There is no evidence that the drug works in response to COVID-19, either as a treatment for the disease or prophylactically, as the president claims to be using it. There hasn’t been much good evidence to suggest it works as a treatment: One study of COVID-19 patients in Veterans Affairs hospitals published last month found a higher incidence of deaths in patients taking hydroxychloroquine, though that study was not a proper clinical trial but rather a more unreliable observational study. But two separate studies of clinical trials of patients in New York published earlier this month independently found that there was no benefit to hospitalized patients taking the drug. One study of 1,438 patients across 25 New York hospitals between March 15 and March 28 published in the Journal of the American Medical Association found that use of the drug “was not associated with significantly lower in-hospital mortality.” Another study of 1,376 patients hospitalized in Manhattan’s New York–Presbyterian Hospital/Columbia University Irving Medical Center between March 7 and April 8 found that “patients who received hydroxychloroquine had the same risk of intubation or death as patients who did not receive the drug” and “hospitalized patients with COVID-19 illness should not be routinely treated with hydroxycholoroquine.”
In late April, the Food and Drug Administration offered a warning advising doctors that they should not be prescribing hydroxychloroquine to patients outside of an acute clinical setting, because the drug has been associated with heart problems.
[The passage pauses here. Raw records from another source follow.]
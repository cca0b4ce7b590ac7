#![macro_use]
#![allow(unused)]

macro_rules! assert {
    ($($x:tt)*) => {
        {
            #[cfg(not(feature = "defmt"))]
            ::core::assert!($($x)*);
            #[cfg(feature = "defmt")]
            ::defmt::assert!($($x)*);
        }
    };
}

macro_rules! assert_eq {
    ($($x:tt)*) => {
        {
            #[cfg(not(feature = "defmt"))]
            ::core::assert_eq!($($x)*);
            #[cfg(feature = "defmt")]
            ::defmt::assert_eq!($($x)*);
        }
    };
}

macro_rules! debug_assert {
    ($($x:tt)*) => {
        {
            #[cfg(not(feature = "defmt"))]
            ::core::debug_assert!($($x)*);
            #[cfg(feature = "defmt")]
            ::defmt::debug_assert!($($x)*);
        }
    };
}

macro_rules! unreachable {
    ($($x:tt)*) => {
        {
            #[cfg(not(feature = "defmt"))]
            ::core::unreachable!($($x)*);
            #[cfg(feature = "defmt")]
            ::defmt::unreachable!($($x)*);
        }
    };
}

macro_rules! trace {
    ($s:literal $(, $x:expr)* $(,)?) => {
        {
            #[cfg(feature = "defmt")]
            ::defmt::trace!($s $(, $x)*);
            #[cfg(not(feature = "defmt"))]
            let _ = ($( & $x ),*);
        }
    };
}

macro_rules! debug {
    ($s:literal $(, $x:expr)* $(,)?) => {
        {
            #[cfg(feature = "defmt")]
            ::defmt::debug!($s $(, $x)*);
            #[cfg(not(feature = "defmt"))]
            let _ = ($( & $x ),*);
        }
    };
}

macro_rules! info {
    ($s:literal $(, $x:expr)* $(,)?) => {
        {
            #[cfg(feature = "defmt")]
            ::defmt::info!($s $(, $x)*);
            #[cfg(not(feature = "defmt"))]
            let _ = ($( & $x ),*);
        }
    };
}

macro_rules! warn {
    ($s:literal $(, $x:expr)* $(,)?) => {
        {
            #[cfg(feature = "defmt")]
            ::defmt::warn!($s $(, $x)*);
            #[cfg(not(feature = "defmt"))]
            let _ = ($( & $x ),*);
        }
    };
}

macro_rules! error {
    ($s:literal $(, $x:expr)* $(,)?) => {
        {
            #[cfg(feature = "defmt")]
            ::defmt::error!($s $(, $x)*);
            #[cfg(not(feature = "defmt"))]
            let _ = ($( & $x ),*);
        }
    };
}

#[cfg(feature = "defmt")]
macro_rules! unwrap {
    ($($x:tt)*) => {
        ::defmt::unwrap!($($x)*)
    };
}

#[cfg(not(feature = "defmt"))]
macro_rules! unwrap {
    ($arg:expr) => {
        match $crate::fmt::Try::into_result($arg) {
            ::core::result::Result::Ok(t) => t,
            ::core::result::Result::Err(e) => {
                ::core::panic!("unwrap of `{}` failed: {:?}", ::core::stringify!($arg), e);
            }
        }
    };
    ($arg:expr, $($msg:expr),+ $(,)? ) => {
        match $crate::fmt::Try::into_result($arg) {
            ::core::result::Result::Ok(t) => t,
            ::core::result::Result::Err(e) => {
                ::core::panic!("unwrap of `{}` failed: {}: {:?}", ::core::stringify!($arg), ::core::format_args!($($msg,)*), e);
            }
        }
    }
}

#[derive(Debug, Copy, Clone, Eq, PartialEq)]
pub struct NoneError;

pub trait Try {
    type Ok;
    type Error;
    fn into_result(self) -> Result<Self::Ok, Self::Error>;
}

impl<T> Try for Option<T> {
    type Ok = T;
    type Error = NoneError;

    #[inline]
    fn into_result(self) -> Result<T, NoneError> {
        self.ok_or(NoneError)
    }
}

impl<T, E> Try for Result<T, E> {
    type Ok = T;
    type Error = E;

    #[inline]
    fn into_result(self) -> Self {
        self
    }
}
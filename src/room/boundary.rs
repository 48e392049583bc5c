use crate::error::{BoundaryError, Result};
use crate::math::{polygon_2d, Point2};

/// Minimum number of points required to close a boundary.
pub const MIN_BOUNDARY_POINTS: usize = 4;

/// An ordered room outline, traced point by point on a plane.
///
/// Points are appended while the boundary is open; closing it connects the
/// last point back to the first. Center, area and perimeter are recomputed
/// on every call, so edits are reflected immediately.
#[derive(Debug, Clone, Default)]
pub struct Boundary {
    points: Vec<Point2>,
    closed: bool,
}

impl Boundary {
    /// Creates a new, empty boundary.
    #[must_use]
    pub fn new() -> Self {
        Self::default()
    }

    /// Creates a closed boundary from a complete outline.
    ///
    /// # Errors
    ///
    /// Returns `BoundaryError::InsufficientPoints` if fewer than
    /// [`MIN_BOUNDARY_POINTS`] points are given.
    pub fn from_points(points: Vec<Point2>) -> Result<Self> {
        if points.len() < MIN_BOUNDARY_POINTS {
            return Err(BoundaryError::InsufficientPoints {
                required: MIN_BOUNDARY_POINTS,
                actual: points.len(),
            }
            .into());
        }
        Ok(Self {
            points,
            closed: true,
        })
    }

    /// Appends a point to an open boundary.
    ///
    /// # Errors
    ///
    /// Returns `BoundaryError::AlreadyClosed` once the boundary is closed;
    /// a finished outline only changes through repositioning.
    pub fn add_point(&mut self, point: Point2) -> Result<()> {
        if self.closed {
            return Err(BoundaryError::AlreadyClosed.into());
        }
        self.points.push(point);
        Ok(())
    }

    /// Closes the boundary, connecting the last point back to the first.
    ///
    /// Closing an already closed boundary is a no-op.
    ///
    /// # Errors
    ///
    /// Returns `BoundaryError::InsufficientPoints` if the outline has fewer
    /// than [`MIN_BOUNDARY_POINTS`] points.
    pub fn close(&mut self) -> Result<()> {
        if self.closed {
            return Ok(());
        }
        if self.points.len() < MIN_BOUNDARY_POINTS {
            return Err(BoundaryError::InsufficientPoints {
                required: MIN_BOUNDARY_POINTS,
                actual: self.points.len(),
            }
            .into());
        }
        self.closed = true;
        Ok(())
    }

    /// Moves the point at `index` to a new position.
    ///
    /// Allowed on open and closed boundaries; the point count and the
    /// edge connectivity never change.
    ///
    /// # Errors
    ///
    /// Returns `BoundaryError::PointOutOfRange` if `index` is out of
    /// bounds.
    pub fn move_point(&mut self, index: usize, position: Point2) -> Result<()> {
        let len = self.points.len();
        let slot = self
            .points
            .get_mut(index)
            .ok_or(BoundaryError::PointOutOfRange { index, len })?;
        *slot = position;
        Ok(())
    }

    /// Returns the ordered outline points.
    #[must_use]
    pub fn points(&self) -> &[Point2] {
        &self.points
    }

    /// Returns the number of points.
    #[must_use]
    pub fn len(&self) -> usize {
        self.points.len()
    }

    /// Returns `true` if the boundary has no points.
    #[must_use]
    pub fn is_empty(&self) -> bool {
        self.points.is_empty()
    }

    /// Returns `true` if the boundary has been closed.
    #[must_use]
    pub fn is_closed(&self) -> bool {
        self.closed
    }

    /// Returns the centroid (arithmetic mean) of the outline points.
    #[must_use]
    pub fn center(&self) -> Point2 {
        polygon_2d::centroid(&self.points)
    }

    /// Returns the enclosed area.
    #[must_use]
    pub fn area(&self) -> f64 {
        polygon_2d::area(&self.points)
    }

    /// Returns the total edge length, including the closing edge.
    #[must_use]
    pub fn perimeter(&self) -> f64 {
        polygon_2d::perimeter(&self.points)
    }

    /// Returns `true` if `point` lies inside the outline.
    #[must_use]
    pub fn contains(&self, point: Point2) -> bool {
        polygon_2d::point_in_polygon(&self.points, point)
    }
}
There has also been some research into the prophylactic use of the drug to prevent COVID-19—last month, Henry Ford Hospital began the first large-scale study of front-line hospital workers using hydroxychloroquine as a preventative treatment. But the results of that study are not scheduled to be available for another three months.
It is unclear why Trump is pushing hydroxychloroquine so aggressively, but he has been focused on the drug for several weeks. During Monday’s roundtable event with restaurant owners, Trump was asked by a reporter about a Department of Health and Human Services whistleblower named Rick Bright. Bright, who testified before Congress last week, has claimed in a complaint that he was demoted for attempting to resist pressure to make the drug more widely available for use in COVID-19 patients. Bright says he was resistant because of concerns he had over the drug’s safety. Trump answered the reporter’s question by criticizing Bright and then saying that he had been taking the drug “for about a week and a half now.”
“I just want to be open with the American public because I happen to think it’s good,” said Trump, who also endorsed deadly disinfectant injections last month.
Trump said he was taking it “because I think it’s good. I’ve heard a lot of good stories. And if it’s not good, I’ll tell you. … I’m not going to get hurt by it.”
The president added that the White House physician had not recommended that he take it, but said that he could take it if he wanted to. “I said, ‘Yeah, I’d like it. I’d like to take it,’ ” Trump added.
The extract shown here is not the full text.